We were going to keep a journal to experiment in writing. We had a voice in his class, both in writing and speaking. Lecturing was just not his style.
During this fall semester, I was also taking a poetry writing course. Each week students would submit a piece of poetry and a few would be selected to read theirs in class, then the class would give feedback to the student poet.
Mid-semester I wrote about dealing with troubling relationships. Did the professor ever mock my efforts! He called my piece “doggerel.” One, though I got the sense this description wasn’t a compliment, I had to look up what doggerel meant (poetry that was badly written). Two, he said it to the whole class.
His shaming crushed me. I just shut down. I quit going to class which was so unlike the obedient student that I had been through high school and college. I was going to fail my first class. I didn’t care.

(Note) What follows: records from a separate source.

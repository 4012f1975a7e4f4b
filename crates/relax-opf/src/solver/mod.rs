//! Relaxation solvers.
//!
//! Both relaxations share one pipeline:
//!
//! 1. Vectorize the QCQP.
//! 2. Build a [`ConicProgram`] from it and add the relaxation's cone(s).
//! 3. Hand it to the [`ConicBackend`]; infeasibility certificates map to
//!    `INFEASIBLE`, backend errors and panics to `FAILED`, and native status
//!    strings through [`SolverStatus::from_backend_status`].
//! 4. On `SOLVED`/`INACCURATE`, recover the primal point and reshape duals.

mod sdr;
mod socr;

pub use sdr::SdrSolver;
pub use socr::SocrSolver;

use std::panic::{self, AssertUnwindSafe};
use std::sync::Arc;

use relax_core::{verify_hybrid_architecture, Diagnostics, Scenario};
use tracing::{error, info, warn};
use web_time::Instant;

use crate::backend::{BackendError, ClarabelBackend, ConicBackend, ConicProgram, ConicSolution};
use crate::qcqp::{Qcqp, Vectorization};
use crate::recovery::{rank1_approximation, reconstruction_mse, reshape_duals};
use crate::result::{QcqpPoint, QcqpResult, RelaxationKind, SolverStatus};
use crate::settings::SolverSettings;

#[cfg(feature = "parallel")]
use rayon::prelude::*;

/// A convex relaxation of the OPF QCQP.
pub trait RelaxationSolver: Send + Sync {
    fn kind(&self) -> RelaxationKind;

    fn backend(&self) -> &dyn ConicBackend;

    fn settings(&self) -> &SolverSettings;

    /// Add the relaxation-specific constraints on the voltage block.
    fn relax(&self, qcqp: &Qcqp, program: &mut ConicProgram);

    /// Solve the relaxation of `qcqp`. Never fails: problems are reported
    /// through the result status.
    fn solve(&self, qcqp: &Qcqp) -> QcqpResult {
        solve_relaxation(self, qcqp)
    }
}

/// Backend shared by solvers unless one is supplied.
pub(crate) fn default_backend() -> Arc<dyn ConicBackend> {
    Arc::new(ClarabelBackend)
}

/// Solver for a relaxation kind with the default backend.
pub fn solver_for(kind: RelaxationKind, settings: SolverSettings) -> Box<dyn RelaxationSolver> {
    match kind {
        RelaxationKind::Socr => Box::new(SocrSolver::new().with_settings(settings)),
        RelaxationKind::Sdr => Box::new(SdrSolver::new().with_settings(settings)),
    }
}

fn panic_message(payload: &(dyn std::any::Any + Send)) -> String {
    if let Some(s) = payload.downcast_ref::<&str>() {
        (*s).to_string()
    } else if let Some(s) = payload.downcast_ref::<String>() {
        s.clone()
    } else {
        "backend panicked".to_string()
    }
}

fn solve_relaxation<S: RelaxationSolver + ?Sized>(solver: &S, qcqp: &Qcqp) -> QcqpResult {
    let kind = solver.kind();
    let start = Instant::now();
    info!(
        relaxation = %kind,
        backend = solver.backend().id(),
        scenario = %qcqp.scenario().name,
        "solving relaxation"
    );

    let vectorization = qcqp.get_vectorization();
    let mut program = ConicProgram::from_vectorization(&vectorization);
    solver.relax(qcqp, &mut program);

    let outcome = panic::catch_unwind(AssertUnwindSafe(|| {
        solver.backend().solve(&program, solver.settings())
    }));
    let elapsed = start.elapsed();

    let solution = match outcome {
        Ok(Ok(solution)) => solution,
        Ok(Err(BackendError::Infeasible { status })) => {
            warn!(relaxation = %kind, %status, "relaxation is infeasible");
            return QcqpResult::without_point(kind, SolverStatus::Infeasible, elapsed, status);
        }
        Ok(Err(BackendError::Failure(message))) => {
            error!(relaxation = %kind, %message, "backend failure");
            return QcqpResult::without_point(kind, SolverStatus::Failed, elapsed, message);
        }
        Err(payload) => {
            let message = panic_message(payload.as_ref());
            error!(relaxation = %kind, %message, "backend panicked");
            return QcqpResult::without_point(kind, SolverStatus::Failed, elapsed, message);
        }
    };

    let status = SolverStatus::from_backend_status(&solution.status);
    let result = if status.has_point() {
        recover(kind, status, qcqp, &vectorization, &solution, elapsed)
    } else {
        QcqpResult {
            iterations: solution.iterations,
            ..QcqpResult::without_point(kind, status, elapsed, solution.status.clone())
        }
    };

    info!(
        relaxation = %kind,
        status = %result.status,
        iterations = result.iterations,
        elapsed_ms = elapsed.as_millis() as u64,
        "relaxation finished"
    );
    result
}

/// Recover the primal point and duals; only the original variables and
/// balance rows are kept when the relaxation appended its own.
fn recover(
    kind: RelaxationKind,
    status: SolverStatus,
    qcqp: &Qcqp,
    vectorization: &Vectorization,
    solution: &ConicSolution,
    elapsed: std::time::Duration,
) -> QcqpResult {
    let num_vars = qcqp.num_vars();
    let fail = |message: String| {
        error!(relaxation = %kind, %message, "cannot recover solution");
        QcqpResult::without_point(kind, SolverStatus::Failed, elapsed, message)
    };

    let Some(x) = solution.x.get(..num_vars) else {
        return fail(format!(
            "backend returned {} primal values for {} variables",
            solution.x.len(),
            num_vars
        ));
    };
    let parts = match qcqp.split_vectorization_optimizer(x) {
        Ok(parts) => parts,
        Err(e) => return fail(e.to_string()),
    };
    let duals = match reshape_duals(qcqp, vectorization, solution) {
        Ok(duals) => duals,
        Err(e) => return fail(e.to_string()),
    };

    let phasors = rank1_approximation(&parts.v, qcqp.roots());
    let mse = reconstruction_mse(&parts.v, &phasors);
    let optimal_value = qcqp.objective(vectorization, x);

    if status == SolverStatus::Inaccurate {
        warn!(relaxation = %kind, status = %solution.status, "solution is inaccurate");
    }

    QcqpResult {
        relaxation: kind,
        status,
        solve_time: elapsed,
        iterations: solution.iterations,
        message: Some(solution.status.clone()),
        optimal_value: Some(optimal_value),
        optimizer: Some(QcqpPoint {
            v: phasors,
            f: parts.f,
            s: parts.s,
            z: parts.z,
        }),
        relaxed: Some(parts.v),
        reconstruction_mse: Some(mse),
        duals: Some(duals),
    }
}

/// Pick a relaxation for a scenario.
///
/// SOCR is exact for hybrid architectures. Otherwise SDR is preferred when
/// semidefinite cones are compiled in; without them SOCR is used anyway.
pub fn select_relaxation(scenario: &Scenario, log: &mut Diagnostics) -> RelaxationKind {
    if verify_hybrid_architecture(scenario, log) {
        return RelaxationKind::Socr;
    }
    if cfg!(feature = "sdp") {
        info!(scenario = %scenario.name, "not a hybrid architecture, using SDR");
        RelaxationKind::Sdr
    } else {
        log.add_warning(
            "relaxation",
            "not a hybrid architecture and SDR is not compiled in; SOCR may be inexact",
        );
        RelaxationKind::Socr
    }
}

/// Solve independent QCQPs, in parallel with the `parallel` feature.
pub fn solve_many(solver: &dyn RelaxationSolver, qcqps: &[Qcqp]) -> Vec<QcqpResult> {
    #[cfg(feature = "parallel")]
    {
        qcqps.par_iter().map(|qcqp| solver.solve(qcqp)).collect()
    }
    #[cfg(not(feature = "parallel"))]
    {
        qcqps.iter().map(|qcqp| solver.solve(qcqp)).collect()
    }
}

#[cfg(test)]
mod tests {
    use super::*;
    use relax_core::test_utils;

    /// Backend returning a fixed outcome.
    struct MockBackend {
        outcome: fn(&ConicProgram) -> Result<ConicSolution, BackendError>,
    }

    impl ConicBackend for MockBackend {
        fn id(&self) -> &str {
            "mock"
        }

        fn supports_semidefinite(&self) -> bool {
            true
        }

        fn solve(
            &self,
            program: &ConicProgram,
            _settings: &SolverSettings,
        ) -> Result<ConicSolution, BackendError> {
            (self.outcome)(program)
        }
    }

    fn socr_with(outcome: fn(&ConicProgram) -> Result<ConicSolution, BackendError>) -> SocrSolver {
        SocrSolver::new().with_backend(Arc::new(MockBackend { outcome }))
    }

    fn two_bus() -> Qcqp {
        Qcqp::from_scenario(&test_utils::two_bus_scenario()).unwrap()
    }

    fn flat_solution(program: &ConicProgram, status: &str) -> ConicSolution {
        let n = program.num_vars();
        let mut x = vec![0.0; n];
        // V_00 = V_11 = Re V_10 = 1
        x[0] = 1.0;
        x[1] = 1.0;
        x[2] = 1.0;
        ConicSolution {
            status: status.to_string(),
            x,
            iterations: 7,
            dual_eq: vec![0.0; program.eq_rows.len()],
            dual_ineq: vec![0.0; program.ineq_rows.len()],
            dual_lower: vec![0.0; n],
            dual_upper: vec![0.0; n],
        }
    }

    #[test]
    fn test_backend_panic_is_failed() {
        let solver = socr_with(|_| panic!("factorization exploded"));
        let result = solver.solve(&two_bus());
        assert_eq!(result.status, SolverStatus::Failed);
        assert_eq!(result.message.as_deref(), Some("factorization exploded"));
        assert!(result.optimizer.is_none());
    }

    #[test]
    fn test_backend_failure_is_failed() {
        let solver = socr_with(|_| Err(BackendError::Failure("license expired".into())));
        let result = solver.solve(&two_bus());
        assert_eq!(result.status, SolverStatus::Failed);
        assert_eq!(result.message.as_deref(), Some("license expired"));
    }

    #[test]
    fn test_infeasibility_certificate_is_infeasible() {
        let solver = socr_with(|_| {
            Err(BackendError::Infeasible {
                status: "PrimalInfeasible".into(),
            })
        });
        let result = solver.solve(&two_bus());
        assert_eq!(result.status, SolverStatus::Infeasible);
        assert!(result.duals.is_none());
    }

    #[test]
    fn test_unrecognized_status_carries_no_point() {
        let solver = socr_with(|p| Ok(flat_solution(p, "NumericalError")));
        let result = solver.solve(&two_bus());
        assert_eq!(result.status, SolverStatus::Failed);
        assert_eq!(result.iterations, 7);
        assert!(result.optimizer.is_none());
    }

    #[test]
    fn test_inaccurate_status_recovers_point() {
        let solver = socr_with(|p| Ok(flat_solution(p, "MaxIterations")));
        let result = solver.solve(&two_bus());
        assert_eq!(result.status, SolverStatus::Inaccurate);
        let point = result.optimizer.as_ref().unwrap();
        assert_eq!(point.v.len(), 2);
        assert!((point.v[1] - num_complex::Complex64::new(1.0, 0.0)).norm() < 1e-12);
        assert!(result.reconstruction_mse.unwrap() < 1e-24);
        assert_eq!(result.duals.as_ref().unwrap().balance_p.len(), 2);
    }

    #[test]
    fn test_short_primal_vector_is_failed() {
        let solver = socr_with(|p| {
            let mut solution = flat_solution(p, "Solved");
            solution.x.truncate(2);
            Ok(solution)
        });
        let result = solver.solve(&two_bus());
        assert_eq!(result.status, SolverStatus::Failed);
    }

    #[test]
    fn test_select_relaxation() {
        let mut log = Diagnostics::new();
        let kind = select_relaxation(&test_utils::hybrid_scenario(), &mut log);
        assert_eq!(kind, RelaxationKind::Socr);

        let mut log = Diagnostics::new();
        let kind = select_relaxation(&test_utils::three_bus_meshed(), &mut log);
        if cfg!(feature = "sdp") {
            assert_eq!(kind, RelaxationKind::Sdr);
        } else {
            assert_eq!(kind, RelaxationKind::Socr);
            assert!(log.issues_by_category("relaxation").next().is_some());
        }
    }

    #[test]
    fn test_solve_many_keeps_order() {
        let solver = socr_with(|p| Ok(flat_solution(p, "Solved")));
        let qcqps = vec![
            two_bus(),
            Qcqp::from_scenario(&test_utils::three_bus_meshed()).unwrap(),
        ];
        let results = solve_many(&solver, &qcqps);
        assert_eq!(results.len(), 2);
        assert_eq!(results[0].optimizer.as_ref().unwrap().v.len(), 2);
        assert_eq!(results[1].optimizer.as_ref().unwrap().v.len(), 3);
    }
}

One afternoon in mid-November three weeks later, I saw Lynn in front the Language and Literature building as he was advising students. Feeling safe enough to tell him of my experience with the poetry professor, I appreciated that he was offended that any professor would treat a student that way. He then said, “I’ve seen your writing. You’re good. Keep at it.” He threw me a life preserver right when I needed it.
I did eventually return to the poetry class, silenced and docile. I ended up with a D in the class.

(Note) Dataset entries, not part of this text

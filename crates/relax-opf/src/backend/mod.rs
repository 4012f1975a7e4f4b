//! Boundary to the external conic solver.
//!
//! A [`ConicProgram`] is backend-neutral: one real decision vector, linear
//! equality and inequality rows, NaN-aware bounds, and cone constraints over
//! linear forms of `x`. Any [`ConicBackend`] accepting it is interchangeable.

mod clarabel;

pub use self::clarabel::ClarabelBackend;

use std::ops::Range;

use sprs::CsMat;
use thiserror::Error;

use crate::qcqp::Vectorization;
use crate::settings::SolverSettings;

/// Sparse linear form `Σ coeff · x[col]`.
pub type LinearForm = Vec<(usize, f64)>;

/// Cone membership of a vector of linear forms.
#[derive(Debug, Clone, PartialEq)]
pub enum ConeConstraint {
    /// `(t, u_1, …, u_k)` with `t >= ‖u‖₂`
    SecondOrder(Vec<LinearForm>),
    /// Symmetric `dim × dim` matrix, positive semidefinite. `entries` hold
    /// the upper triangle column by column, unscaled:
    /// `(0,0), (0,1), (1,1), (0,2), …`
    PsdTriangle { dim: usize, entries: Vec<LinearForm> },
}

impl ConeConstraint {
    pub fn is_semidefinite(&self) -> bool {
        matches!(self, ConeConstraint::PsdTriangle { .. })
    }

    /// Number of scalar rows the cone occupies.
    pub fn len(&self) -> usize {
        match self {
            ConeConstraint::SecondOrder(forms) => forms.len(),
            ConeConstraint::PsdTriangle { entries, .. } => entries.len(),
        }
    }

    pub fn is_empty(&self) -> bool {
        self.len() == 0
    }
}

/// Position of `(i, j)`, `i <= j`, in a column-wise upper triangle.
pub fn triangle_index(i: usize, j: usize) -> usize {
    let (i, j) = if i <= j { (i, j) } else { (j, i) };
    j * (j + 1) / 2 + i
}

/// `minimize cᵗx` subject to linear rows, bounds and cones.
#[derive(Debug, Clone, Default, PartialEq)]
pub struct ConicProgram {
    pub c: Vec<f64>,
    pub eq_rows: Vec<LinearForm>,
    pub b_eq: Vec<f64>,
    /// Rows `a x <= b`
    pub ineq_rows: Vec<LinearForm>,
    pub b_ineq: Vec<f64>,
    /// `NaN` for no bound
    pub lower: Vec<f64>,
    pub upper: Vec<f64>,
    pub cones: Vec<ConeConstraint>,
}

fn csr_rows(matrix: &CsMat<f64>) -> Vec<LinearForm> {
    matrix
        .outer_iterator()
        .map(|row| row.iter().map(|(col, &value)| (col, value)).collect())
        .collect()
}

impl ConicProgram {
    pub fn from_vectorization(vectorization: &Vectorization) -> Self {
        Self {
            c: vectorization.c.clone(),
            eq_rows: csr_rows(&vectorization.a_eq),
            b_eq: vectorization.b_eq.clone(),
            ineq_rows: csr_rows(&vectorization.a_ineq),
            b_ineq: vectorization.b_ineq.clone(),
            lower: vectorization.lower.clone(),
            upper: vectorization.upper.clone(),
            cones: Vec::new(),
        }
    }

    pub fn num_vars(&self) -> usize {
        self.c.len()
    }

    /// Append free auxiliary variables with zero cost.
    pub fn add_variables(&mut self, count: usize) -> Range<usize> {
        let start = self.c.len();
        self.c.resize(start + count, 0.0);
        self.lower.resize(start + count, f64::NAN);
        self.upper.resize(start + count, f64::NAN);
        start..start + count
    }

    pub fn push_eq(&mut self, row: LinearForm, rhs: f64) {
        self.eq_rows.push(row);
        self.b_eq.push(rhs);
    }

    pub fn push_cone(&mut self, cone: ConeConstraint) {
        self.cones.push(cone);
    }

    pub fn has_semidefinite_cones(&self) -> bool {
        self.cones.iter().any(ConeConstraint::is_semidefinite)
    }
}

/// Primal point and duals returned by a backend.
///
/// Dual signs follow the Lagrangian `cᵗx + λᵗ(Ax − b)`: inequality and bound
/// duals are non-negative, and a bound without a finite limit has dual zero.
#[derive(Debug, Clone, Default, PartialEq)]
pub struct ConicSolution {
    /// Backend-native status text
    pub status: String,
    pub x: Vec<f64>,
    pub iterations: u32,
    pub dual_eq: Vec<f64>,
    pub dual_ineq: Vec<f64>,
    pub dual_lower: Vec<f64>,
    pub dual_upper: Vec<f64>,
}

#[derive(Debug, Clone, Error)]
pub enum BackendError {
    /// The backend certified primal infeasibility
    #[error("problem is infeasible ({status})")]
    Infeasible { status: String },

    #[error("backend failure: {0}")]
    Failure(String),
}

/// A conic solver.
pub trait ConicBackend: Send + Sync {
    /// Unique identifier (e.g., "clarabel")
    fn id(&self) -> &str;

    /// Whether positive-semidefinite cones can be handled
    fn supports_semidefinite(&self) -> bool;

    fn solve(
        &self,
        program: &ConicProgram,
        settings: &SolverSettings,
    ) -> Result<ConicSolution, BackendError>;
}

#[cfg(test)]
mod tests {
    use super::*;

    #[test]
    fn test_traits_are_object_safe() {
        fn _accepts_backend(_b: &dyn ConicBackend) {}
    }

    #[test]
    fn test_triangle_index_is_column_major_upper() {
        assert_eq!(triangle_index(0, 0), 0);
        assert_eq!(triangle_index(0, 1), 1);
        assert_eq!(triangle_index(1, 1), 2);
        assert_eq!(triangle_index(0, 2), 3);
        assert_eq!(triangle_index(2, 1), 4);
        assert_eq!(triangle_index(2, 2), 5);
    }

    #[test]
    fn test_add_variables_extends_bounds() {
        let mut program = ConicProgram {
            c: vec![1.0, 2.0],
            lower: vec![0.0, 0.0],
            upper: vec![1.0, 1.0],
            ..Default::default()
        };
        let range = program.add_variables(3);
        assert_eq!(range, 2..5);
        assert_eq!(program.num_vars(), 5);
        assert!(program.lower[4].is_nan());
        assert_eq!(program.c[3], 0.0);
    }
}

Lynn’s teaching showed me that the relationships in the classroom are what matters. We teachers are to support our students and give them hope, not judge and rank them with grades. Every kid has a story and needs to be seen as the individual they are.
I got here to have the courage to freewrite for KGUA on the shoulders of Lynn Nelson.
Postscript: Fifteen years later, I published a book of poetry, Sweet Dreams, Robyn, a narrative series of 60 poems about our family dealing with our four-year-old daughter’s leukemia.
We were asked to write a brief bio to accompany our piece.
Dan Rothermel of York, Maine is a decent sort. He and his ilk like to get after it. Working out at the Y, pickling on the court, walking the beach, and hiking the trails in Utah and California. With his wife Hannah, when it gets cold, he gets away to Carpinteria, California, their winter time home away from home.